If we think about the office again in a little more detail, it becomes more and more apparent that some degree of first aid training might be useful, whether for a qualified first aider or more introductory knowledge. People can injure themselves when carrying heavy objects such as boxes, they can cut themselves with knives in the office, or they can even potentially receive an electric shock from IT equipment or lighting. There’s also illnesses to think about, and of course allergic reactions. While the office may be generally safe, there’s certainly a case for some first aid knowledge.
The benefits of having a first aider, or those trained to deal with minor injuries and ailments are very clear. Minor injuries can be more easily dealt with within the office, without individuals having to leave to receive attention elsewhere. This can save valuable time and get individuals back working. Similarly, it can help ensure that smaller injuries don’t become major ones. And workers that feel as though they’re being looked after are generally happier and more loyal too.
At the most serious end of the scale, first aid training can save lives. In the case of a severe illness such as a major allergic reaction or heart attack, the swiftness of response can be critical, and first aiders and those trained for CPR can be crucial.

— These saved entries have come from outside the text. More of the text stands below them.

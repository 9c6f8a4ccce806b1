//! File dependency graph.
//!
//! [`DependencyGraph::build`] resolves every manifest dependency against the
//! virtual directory, [`detect_cycles`] reports all cycles and
//! [`topological_order`] yields the write order.

mod builder;
mod resolution;
mod sort;

pub use builder::{DependencyEdge, DependencyGraph};
pub use resolution::{ExactResolution, IndexFileResolution, ResolutionStrategy};
pub use sort::{detect_cycles, topological_order};

use crate::errors::{CycleDetectedError, GenflowError};

/// Fails with every cycle of `graph`, if any.
pub fn ensure_acyclic(graph: &DependencyGraph) -> Result<(), GenflowError> {
    let cycles = detect_cycles(graph);
    if cycles.is_empty() {
        Ok(())
    } else {
        Err(CycleDetectedError::new(cycles).into())
    }
}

In order to become a recognised and qualified first aider, a person must undergo an accredited course that results in them having the qualifications to deliver first aid. This is a practical session which is given by a trained instructor, and it’s something that needs to be renewed. This level of training is not essential for everyone, but it is required in order to be a designated first aider.
As previously mentioned however, there are plenty of first aid-related courses that may still be useful in the office environment. The primary survey is an informed response to a first aid scenario that anyone with the knowledge can follow. If you don’t have a designated first aider on the premises, it can be a very useful information to know, and indeed is suitable for any individual that wants to know how to respond properly to a critical situation. Click here to find out more about the course on the subject as offered by Virtual College.
It’s worth noting that informal training can be very useful too, particularly for new starters. Any member of staff with the knowledge can lead a short training session that explains who the first aider is, who the ‘appointed person’ is, where the first aid box is located, and more.